(YOUR ASSIGNMENT)
Give the records once more, exactly as they stand.

(DATA LISTING)
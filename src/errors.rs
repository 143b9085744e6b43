use axum::{
    http::StatusCode,
    response::{IntoResponse, Response},
    Json,
};
use serde_json::json;
use std::fmt;

/// Application-specific error types.
///
/// The first four variants are the sync taxonomy: they classify how a
/// callout or dispatch decision failed. A non-2xx response from the
/// external system is deliberately not represented here — it is a
/// recoverable no-op (`SyncOutcome::RemoteRejected`), never an error.
#[derive(Debug)]
pub enum AppError {
    /// Response body does not match the expected profile schema.
    MalformedPayload(String),
    /// External id is not numeric where a numeric comparison is required.
    InvalidIdentifier(String),
    /// Local record missing.
    NotFound(String),
    /// No HTTP response obtained from the external system.
    TransportFailure(String),
    /// Database-related errors.
    DatabaseError(sqlx::Error),
    /// Bad request error (invalid input).
    BadRequest(String),
    /// Unauthorized access error.
    Unauthorized(String),
    /// Internal server error.
    InternalError(String),
    /// Error with context chain for better debugging.
    WithContext {
        /// The underlying source of the error.
        source: Box<AppError>,
        /// Additional context message.
        context: String,
    },
}

impl fmt::Display for AppError {
    fn fmt(&self, f: &mut fmt::Formatter<'_>) -> fmt::Result {
        match self {
            AppError::MalformedPayload(msg) => write!(f, "Malformed payload: {}", msg),
            AppError::InvalidIdentifier(msg) => write!(f, "Invalid identifier: {}", msg),
            AppError::NotFound(msg) => write!(f, "Not found: {}", msg),
            AppError::TransportFailure(msg) => write!(f, "Transport failure: {}", msg),
            AppError::DatabaseError(e) => write!(f, "Database error: {}", e),
            AppError::BadRequest(msg) => write!(f, "Bad request: {}", msg),
            AppError::Unauthorized(msg) => write!(f, "Unauthorized: {}", msg),
            AppError::InternalError(msg) => write!(f, "Internal error: {}", msg),
            AppError::WithContext { source, context } => {
                write!(f, "{}: {}", context, source)
            }
        }
    }
}

impl IntoResponse for AppError {
    /// Converts the error into an HTTP response.
    ///
    /// Maps each error variant to an appropriate HTTP status code and JSON body.
    /// Logs errors appropriately based on their severity.
    fn into_response(self) -> Response {
        let (status, error_message) = match &self {
            AppError::MalformedPayload(msg) => {
                tracing::error!("Malformed external payload: {}", msg);
                (
                    StatusCode::BAD_GATEWAY,
                    "External payload did not match expected schema".to_string(),
                )
            }
            AppError::InvalidIdentifier(msg) => (StatusCode::BAD_REQUEST, msg.clone()),
            AppError::NotFound(msg) => (StatusCode::NOT_FOUND, msg.clone()),
            AppError::TransportFailure(msg) => {
                tracing::error!("Transport failure: {}", msg);
                (
                    StatusCode::BAD_GATEWAY,
                    "External service unreachable".to_string(),
                )
            }
            AppError::DatabaseError(e) => {
                tracing::error!("Database error: {:?}", e);
                (
                    StatusCode::INTERNAL_SERVER_ERROR,
                    "Database error".to_string(),
                )
            }
            AppError::BadRequest(msg) => (StatusCode::BAD_REQUEST, msg.clone()),
            AppError::Unauthorized(msg) => {
                tracing::warn!("Unauthorized access: {}", msg);
                (StatusCode::UNAUTHORIZED, "Unauthorized".to_string())
            }
            AppError::InternalError(msg) => {
                tracing::error!("Internal error: {}", msg);
                (
                    StatusCode::INTERNAL_SERVER_ERROR,
                    "Internal server error".to_string(),
                )
            }
            AppError::WithContext { source, context } => {
                // Log full context chain for debugging
                tracing::error!("Error with context: {} -> {}", context, source);
                // Delegate to underlying error's response
                return source.clone().into_response();
            }
        };

        let body = Json(json!({
            "error": error_message,
        }));

        (status, body).into_response()
    }
}

// Make AppError cloneable for WithContext variant
impl Clone for AppError {
    /// Note: `sqlx::Error` is not cloneable, so `DatabaseError` is simplified
    /// to `RowNotFound` during cloning.
    fn clone(&self) -> Self {
        match self {
            AppError::MalformedPayload(msg) => AppError::MalformedPayload(msg.clone()),
            AppError::InvalidIdentifier(msg) => AppError::InvalidIdentifier(msg.clone()),
            AppError::NotFound(msg) => AppError::NotFound(msg.clone()),
            AppError::TransportFailure(msg) => AppError::TransportFailure(msg.clone()),
            AppError::DatabaseError(_e) => AppError::DatabaseError(sqlx::Error::RowNotFound),
            AppError::BadRequest(msg) => AppError::BadRequest(msg.clone()),
            AppError::Unauthorized(msg) => AppError::Unauthorized(msg.clone()),
            AppError::InternalError(msg) => AppError::InternalError(msg.clone()),
            AppError::WithContext { source, context } => AppError::WithContext {
                source: source.clone(),
                context: context.clone(),
            },
        }
    }
}

impl From<sqlx::Error> for AppError {
    fn from(err: sqlx::Error) -> Self {
        AppError::DatabaseError(err)
    }
}

impl From<reqwest::Error> for AppError {
    /// A `reqwest::Error` means no usable HTTP response was obtained.
    fn from(err: reqwest::Error) -> Self {
        AppError::TransportFailure(err.to_string())
    }
}

/// Extension trait for adding context to errors.
/// Similar to `anyhow::Context` but for our `AppError` type.
pub trait ResultExt<T> {
    /// Add context to an error.
    fn context(self, context: impl Into<String>) -> Result<T, AppError>;

    /// Add context lazily (only evaluated on error).
    #[allow(dead_code)]
    fn with_context<F>(self, f: F) -> Result<T, AppError>
    where
        F: FnOnce() -> String;
}

impl<T> ResultExt<T> for Result<T, AppError> {
    fn context(self, context: impl Into<String>) -> Result<T, AppError> {
        self.map_err(|e| AppError::WithContext {
            source: Box::new(e),
            context: context.into(),
        })
    }

    fn with_context<F>(self, f: F) -> Result<T, AppError>
    where
        F: FnOnce() -> String,
    {
        self.map_err(|e| AppError::WithContext {
            source: Box::new(e),
            context: f(),
        })
    }
}

/// Extension for sqlx::Error to add context
impl<T> ResultExt<T> for Result<T, sqlx::Error> {
    fn context(self, context: impl Into<String>) -> Result<T, AppError> {
        self.map_err(|e| AppError::WithContext {
            source: Box::new(AppError::DatabaseError(e)),
            context: context.into(),
        })
    }

    fn with_context<F>(self, f: F) -> Result<T, AppError>
    where
        F: FnOnce() -> String,
    {
        self.map_err(|e| AppError::WithContext {
            source: Box::new(AppError::DatabaseError(e)),
            context: f(),
        })
    }
}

(EXPECTED ANSWER)
filename src/errors.rs
repository 143b9085744e6b43
use axum::{
    http::StatusCode,
    response::{IntoResponse, Response},
    Json,
};
use serde_json::json;
use std::fmt;

/// Application-specific error types.
///
/// The first four variants are the sync taxonomy: they classify how a
/// callout or dispatch decision failed. A non-2xx response from the
/// external system is deliberately not represented here — it is a
/// recoverable no-op (`SyncOutcome::RemoteRejected`), never an error.
#[derive(Debug)]
pub enum AppError {
    /// Response body does not match the expected profile schema.
    MalformedPayload(String),
    /// External id is not numeric where a numeric comparison is required.
    InvalidIdentifier(String),
    /// Local record missing.
    NotFound(String),
    /// No HTTP response obtained from the external system.
    TransportFailure(String),
    /// Database-related errors.
    DatabaseError(sqlx::Error),
    /// Bad request error (invalid input).
    BadRequest(String),
    /// Unauthorized access error.
    Unauthorized(String),
    /// Internal server error.
    InternalError(String),
    /// Error with context chain for better debugging.
    WithContext {
        /// The underlying source of the error.
        source: Box<AppError>,
        /// Additional context message.
        context: String,
    },
}

impl fmt::Display for AppError {
    fn fmt(&self, f: &mut fmt::Formatter<'_>) -> fmt::Result {
        match self {
            AppError::MalformedPayload(msg) => write!(f, "Malformed payload: {}", msg),
            AppError::InvalidIdentifier(msg) => write!(f, "Invalid identifier: {}", msg),
            AppError::NotFound(msg) => write!(f, "Not found: {}", msg),
            AppError::TransportFailure(msg) => write!(f, "Transport failure: {}", msg),
            AppError::DatabaseError(e) => write!(f, "Database error: {}", e),
            AppError::BadRequest(msg) => write!(f, "Bad request: {}", msg),
            AppError::Unauthorized(msg) => write!(f, "Unauthorized: {}", msg),
            AppError::InternalError(msg) => write!(f, "Internal error: {}", msg),
            AppError::WithContext { source, context } => {
                write!(f, "{}: {}", context, source)
            }
        }
    }
}

impl IntoResponse for AppError {
    /// Converts the error into an HTTP response.
    ///
    /// Maps each error variant to an appropriate HTTP status code and JSON body.
    /// Logs errors appropriately based on their severity.
    fn into_response(self) -> Response {
        let (status, error_message) = match &self {
            AppError::MalformedPayload(msg) => {
                tracing::error!("Malformed external payload: {}", msg);
                (
                    StatusCode::BAD_GATEWAY,
                    "External payload did not match expected schema".to_string(),
                )
            }
            AppError::InvalidIdentifier(msg) => (StatusCode::BAD_REQUEST, msg.clone()),
            AppError::NotFound(msg) => (StatusCode::NOT_FOUND, msg.clone()),
            AppError::TransportFailure(msg) => {
                tracing::error!("Transport failure: {}", msg);
                (
                    StatusCode::BAD_GATEWAY,
                    "External service unreachable".to_string(),
                )
            }
            AppError::DatabaseError(e) => {
                tracing::error!("Database error: {:?}", e);
                (
                    StatusCode::INTERNAL_SERVER_ERROR,
                    "Database error".to_string(),
                )
            }
            AppError::BadRequest(msg) => (StatusCode::BAD_REQUEST, msg.clone()),
            AppError::Unauthorized(msg) => {
                tracing::warn!("Unauthorized access: {}", msg);
                (StatusCode::UNAUTHORIZED, "Unauthorized".to_string())
            }
            AppError::InternalError(msg) => {
                tracing::error!("Internal error: {}", msg);
                (
                    StatusCode::INTERNAL_SERVER_ERROR,
                    "Internal server error".to_string(),
                )
            }
            AppError::WithContext { source, context } => {
                // Log full context chain for debugging
                tracing::error!("Error with context: {} -> {}", context, source);
                // Delegate to underlying error's response
                return source.clone().into_response();
            }
        };

        let body = Json(json!({
            "error": error_message,
        }));

        (status, body).into_response()
    }
}

// Make AppError cloneable for WithContext variant
impl Clone for AppError {
    /// Note: `sqlx::Error` is not cloneable, so `DatabaseError` is simplified
    /// to `RowNotFound` during cloning.
    fn clone(&self) -> Self {
        match self {
            AppError::MalformedPayload(msg) => AppError::MalformedPayload(msg.clone()),
            AppError::InvalidIdentifier(msg) => AppError::InvalidIdentifier(msg.clone()),
            AppError::NotFound(msg) => AppError::NotFound(msg.clone()),
            AppError::TransportFailure(msg) => AppError::TransportFailure(msg.clone()),
            AppError::DatabaseError(_e) => AppError::DatabaseError(sqlx::Error::RowNotFound),
            AppError::BadRequest(msg) => AppError::BadRequest(msg.clone()),
            AppError::Unauthorized(msg) => AppError::Unauthorized(msg.clone()),
            AppError::InternalError(msg) => AppError::InternalError(msg.clone()),
            AppError::WithContext { source, context } => AppError::WithContext {
                source: source.clone(),
                context: context.clone(),
            },
        }
    }
}

impl From<sqlx::Error> for AppError {
    fn from(err: sqlx::Error) -> Self {
        AppError::DatabaseError(err)
    }
}

impl From<reqwest::Error> for AppError {
    /// A `reqwest::Error` means no usable HTTP response was obtained.
    fn from(err: reqwest::Error) -> Self {
        AppError::TransportFailure(err.to_string())
    }
}

/// Extension trait for adding context to errors.
/// Similar to `anyhow::Context` but for our `AppError` type.
pub trait ResultExt<T> {
    /// Add context to an error.
    fn context(self, context: impl Into<String>) -> Result<T, AppError>;

    /// Add context lazily (only evaluated on error).
    #[allow(dead_code)]
    fn with_context<F>(self, f: F) -> Result<T, AppError>
    where
        F: FnOnce() -> String;
}

impl<T> ResultExt<T> for Result<T, AppError> {
    fn context(self, context: impl Into<String>) -> Result<T, AppError> {
        self.map_err(|e| AppError::WithContext {
            source: Box::new(e),
            context: context.into(),
        })
    }

    fn with_context<F>(self, f: F) -> Result<T, AppError>
    where
        F: FnOnce() -> String,
    {
        self.map_err(|e| AppError::WithContext {
            source: Box::new(e),
            context: f(),
        })
    }
}

/// Extension for sqlx::Error to add context
impl<T> ResultExt<T> for Result<T, sqlx::Error> {
    fn context(self, context: impl Into<String>) -> Result<T, AppError> {
        self.map_err(|e| AppError::WithContext {
            source: Box::new(AppError::DatabaseError(e)),
            context: context.into(),
        })
    }

    fn with_context<F>(self, f: F) -> Result<T, AppError>
    where
        F: FnOnce() -> String,
    {
        self.map_err(|e| AppError::WithContext {
            source: Box::new(AppError::DatabaseError(e)),
            context: f(),
        })
    }
}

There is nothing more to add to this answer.